# Condições para um furacão atingir um território português



## fablept (24 Ago 2011 às 16:25)

Boas..

Pelo que vejo os furacões no oceano atlântico seguem quase sempre o mesmo caminho (ou vão em direcção ao México ou seguem paralelamente pela costa leste dos EUA), mas lá de vez em quando (raramente), um furacão "perde" o caminho e dirige-se para os Açores..

Que condições são necessárias para um furacão/tempestade tropical formada nas ilhas de Cabo Verde ter como destino um território português (Açores, Madeira, Continente)?


----------



## Knyght (24 Ago 2011 às 18:14)

Açores, descarta a Madeira e muito mais no infinito das probabilidades seria no território continental.


----------



## N_Fig (24 Ago 2011 às 18:30)

Knyght disse:


> Açores, descarta a Madeira e muito mais no infinito das probabilidades seria no território continental.

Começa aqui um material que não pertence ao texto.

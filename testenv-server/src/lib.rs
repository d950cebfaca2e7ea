use axum::Router;
use std::io;
use std::net::SocketAddr;
use std::sync::mpsc;
use std::thread::{self, JoinHandle};
use std::time::Duration;
use testenv_common::{BaseAddress, HarnessError, Result, PROBE_TIMEOUT_MS};
use tokio::sync::oneshot;
use tracing::{info, warn};

pub mod config;
pub mod handlers;
pub mod logging;
pub mod ports;

pub use handlers::{HandlerCatalog, HandlerConfiguration, HandlerId};

/// Whether a [`TestEnvironment`] currently holds a live server.
#[derive(Debug, Clone, Copy, PartialEq, Eq)]
pub enum LifecycleState {
    Stopped,
    Running,
}

/// A bound, listening server running on its own thread.
///
/// The thread owns a current-thread tokio runtime; dropping that runtime on
/// shutdown also drops every connection still open.
struct ServerHandle {
    local_addr: SocketAddr,
    shutdown_tx: oneshot::Sender<()>,
    thread: JoinHandle<io::Result<()>>,
}

impl ServerHandle {
    /// Bind `base` and start serving `app`. Returns once the socket is listening.
    fn spawn(base: &BaseAddress, app: Router) -> Result<Self> {
        let port = base.port();
        let start_failed = |source: io::Error| HarnessError::ServerStartFailed { port, source };

        // `bind` settles for the first address the host resolves to, so a port
        // held on another of them (127.0.0.1 vs ::1) would go unnoticed.
        if ports::is_port_in_use(base.socket_host(), port, Duration::from_millis(PROBE_TIMEOUT_MS)) {
            return Err(start_failed(io::Error::new(
                io::ErrorKind::AddrInUse,
                format!("{}:{port} is already accepting connections", base.socket_host()),
            )));
        }

        // Bound on the caller's thread so the kernel queues connections from here on.
        let listener = std::net::TcpListener::bind((base.socket_host(), port)).map_err(start_failed)?;
        listener.set_nonblocking(true).map_err(start_failed)?;
        let local_addr = listener.local_addr().map_err(start_failed)?;

        let (ready_tx, ready_rx) = mpsc::sync_channel(1);
        let (shutdown_tx, shutdown_rx) = oneshot::channel();
        let thread = thread::Builder::new()
            .name(format!("testenv-server-{port}"))
            .spawn(move || serve(listener, app, ready_tx, shutdown_rx))
            .map_err(start_failed)?;

        match ready_rx.recv() {
            Ok(Ok(())) => Ok(Self { local_addr, shutdown_tx, thread }),
            Ok(Err(source)) => {
                thread.join().ok();
                Err(start_failed(source))
            }
            Err(_) => {
                thread.join().ok();
                Err(start_failed(io::Error::new(
                    io::ErrorKind::Other,
                    "server thread exited before accepting connections",
                )))
            }
        }
    }

    fn local_addr(&self) -> SocketAddr {
        self.local_addr
    }

    /// Stop accepting, drop in-flight connections and wait for the thread to exit.
    fn shutdown(self) -> Result<()> {
        let addr = self.local_addr;
        // The receiver is gone if the server already exited on its own.
        self.shutdown_tx.send(()).ok();
        match self.thread.join() {
            Ok(Ok(())) => Ok(()),
            Ok(Err(e)) => Err(HarnessError::ServerStopFailed(format!("server on {addr} exited with error: {e}"))),
            Err(_) => Err(HarnessError::ServerStopFailed(format!("server thread for {addr} panicked"))),
        }
    }
}

fn serve(
    listener: std::net::TcpListener,
    app: Router,
    ready_tx: mpsc::SyncSender<io::Result<()>>,
    shutdown_rx: oneshot::Receiver<()>,
) -> io::Result<()> {
    let runtime = match tokio::runtime::Builder::new_current_thread().enable_all().build() {
        Ok(runtime) => runtime,
        Err(e) => {
            ready_tx.send(Err(e)).ok();
            return Ok(());
        }
    };

    runtime.block_on(async move {
        let listener = match tokio::net::TcpListener::from_std(listener) {
            Ok(listener) => listener,
            Err(e) => {
                ready_tx.send(Err(e)).ok();
                return Ok(());
            }
        };
        ready_tx.send(Ok(())).ok();

        tokio::select! {
            result = async { axum::serve(listener, app).await } => result,
            _ = shutdown_rx => Ok(()),
        }
    })
}

/// An HTTP server for integration tests, bound to a fixed base address and
/// serving a fixed handler configuration.
///
/// ```no_run
/// use axum::{routing::get, Router};
/// use testenv_server::{ports::localhost_random_port, TestEnvironment};
///
/// let base = localhost_random_port()?;
/// let mut env = TestEnvironment::for_custom_router(base, Router::new().route("/ping", get(|| async { "pong" })));
/// env.start()?;
/// let url = env.compose_url("/ping");
/// // ... issue requests against `url` ...
/// env.stop();
/// # Ok::<(), testenv_common::HarnessError>(())
/// ```
pub struct TestEnvironment {
    base: BaseAddress,
    handlers: HandlerConfiguration,
    catalog: HandlerCatalog,
    /// `Some` exactly while running.
    server: Option<ServerHandle>,
}

impl TestEnvironment {
    pub fn new(base: BaseAddress, handlers: HandlerConfiguration) -> Self {
        Self { base, handlers, catalog: HandlerCatalog::new(), server: None }
    }

    /// Serve every handler in the catalog.
    pub fn scan_all(base: BaseAddress) -> Self {
        Self::new(base, HandlerConfiguration::ScanAll)
    }

    /// Serve the handlers registered under the named groups.
    pub fn scan_groups<I, S>(base: BaseAddress, groups: I) -> Self
    where
        I: IntoIterator<Item = S>,
        S: Into<String>,
    {
        Self::new(base, HandlerConfiguration::scan_groups(groups))
    }

    /// Serve exactly the listed handlers.
    pub fn for_handlers<I, S>(base: BaseAddress, ids: I) -> Self
    where
        I: IntoIterator<Item = S>,
        S: Into<HandlerId>,
    {
        Self::new(base, HandlerConfiguration::explicit(ids))
    }

    pub fn for_custom_router(base: BaseAddress, router: Router) -> Self {
        Self::new(base, HandlerConfiguration::Custom(router))
    }

    /// Catalog that the scan and explicit-list configurations resolve against.
    pub fn with_catalog(mut self, catalog: HandlerCatalog) -> Self {
        self.catalog = catalog;
        self
    }

    /// Bind the configured port and start serving.
    ///
    /// The handlers are served at the root: every request path goes to them
    /// unchanged, including the base address's path prefix.
    ///
    /// When this returns `Ok` the socket is accepting connections. On error
    /// the environment stays stopped. Starting a running environment is
    /// rejected with [`HarnessError::AlreadyRunning`].
    pub fn start(&mut self) -> Result<()> {
        if self.server.is_some() {
            return Err(HarnessError::AlreadyRunning(self.base.port()));
        }

        let app = self.handlers.resolve(&self.catalog)?;

        info!(port = self.base.port(), handlers = self.handlers.kind(), "Starting HTTP server");
        let server = ServerHandle::spawn(&self.base, app)?;
        info!(addr = %server.local_addr(), base_url = %self.base, "HTTP server accepting connections");
        self.server = Some(server);
        Ok(())
    }

    /// Stop the server if it is running.
    ///
    /// Never fails: shutdown problems are logged as warnings and otherwise
    /// ignored, so teardown cannot mask a test's own result. Use
    /// [`TestEnvironment::try_stop`] to observe them.
    pub fn stop(&mut self) {
        if let Err(e) = self.try_stop() {
            warn!(port = self.base.port(), error = %e, "Stop HTTP server failed");
        }
    }

    /// Stop the server if it is running, reporting shutdown failures.
    ///
    /// The environment is stopped afterwards either way.
    pub fn try_stop(&mut self) -> Result<()> {
        match self.server.take() {
            None => Ok(()),
            Some(server) => {
                info!(port = self.base.port(), "Stopping HTTP server");
                server.shutdown()
            }
        }
    }

    pub fn state(&self) -> LifecycleState {
        match self.server {
            Some(_) => LifecycleState::Running,
            None => LifecycleState::Stopped,
        }
    }

    pub fn is_running(&self) -> bool {
        self.state() == LifecycleState::Running
    }

    /// Absolute URL for `path`, e.g. `compose_url("/foo")` and `compose_url("foo")`
    /// both give `http://localhost:8090/foo`.
    pub fn compose_url(&self, path: &str) -> String {
        self.base.join(path)
    }

    pub fn port(&self) -> u16 {
        self.base.port()
    }

    pub fn base_url(&self) -> String {
        self.base.to_string()
    }

    pub fn base_address(&self) -> &BaseAddress {
        &self.base
    }

    pub fn handlers(&self) -> &HandlerConfiguration {
        &self.handlers
    }

    /// Socket address actually bound, while running.
    pub fn local_addr(&self) -> Option<SocketAddr> {
        self.server.as_ref().map(ServerHandle::local_addr)
    }
}

impl Drop for TestEnvironment {
    fn drop(&mut self) {
        self.stop();
    }
}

Furacões talvez não, mas tempestades tropicais é bem possível.


----------



## Knyght (24 Ago 2011 às 19:17)

Mais grave é que nem os Açores pela possibilidade, nem a Madeira pela forte orografia tem os sistemas de radar instalados.
Sendo que qualquer coisa mais gravosa entra em Portugal sempre do Atlântico para o Continente!


----------



## Vince (24 Ago 2011 às 22:22)

fablept disse:


> Boas..
> 
> Pelo que vejo os furacões no oceano atlântico seguem quase sempre o mesmo caminho (ou vão em direcção ao México ou seguem paralelamente pela costa leste dos EUA), mas lá de vez em quando (raramente), um furacão "perde" o caminho e dirige-se para os Açores..
> 
> Que condições são necessárias para um furacão/tempestade tropical formada nas ilhas de Cabo Verde ter como destino um território português (Açores, Madeira, Continente)?



Em relação aos trajectos, no geral os ciclones tropicais circundam as altas pressões Açores-Bermuda.
Depois tens o problema da água quente, a posição dessas altas pressões até pode permitir um trajecto para os nossos lados, mas a água a maioria das vezes não é quente o suficiente. Podes até ter ocasionalmente ter água quente mas nunca é a grandes profundidades, que é o que permite manter ciclones muito fortes. 







Ou seja, historicamente há vários registos de ciclones tropicais em que vários factores excepcionais no momento H se juntaram, mas dificilmente conseguem ser ciclones muito intensos.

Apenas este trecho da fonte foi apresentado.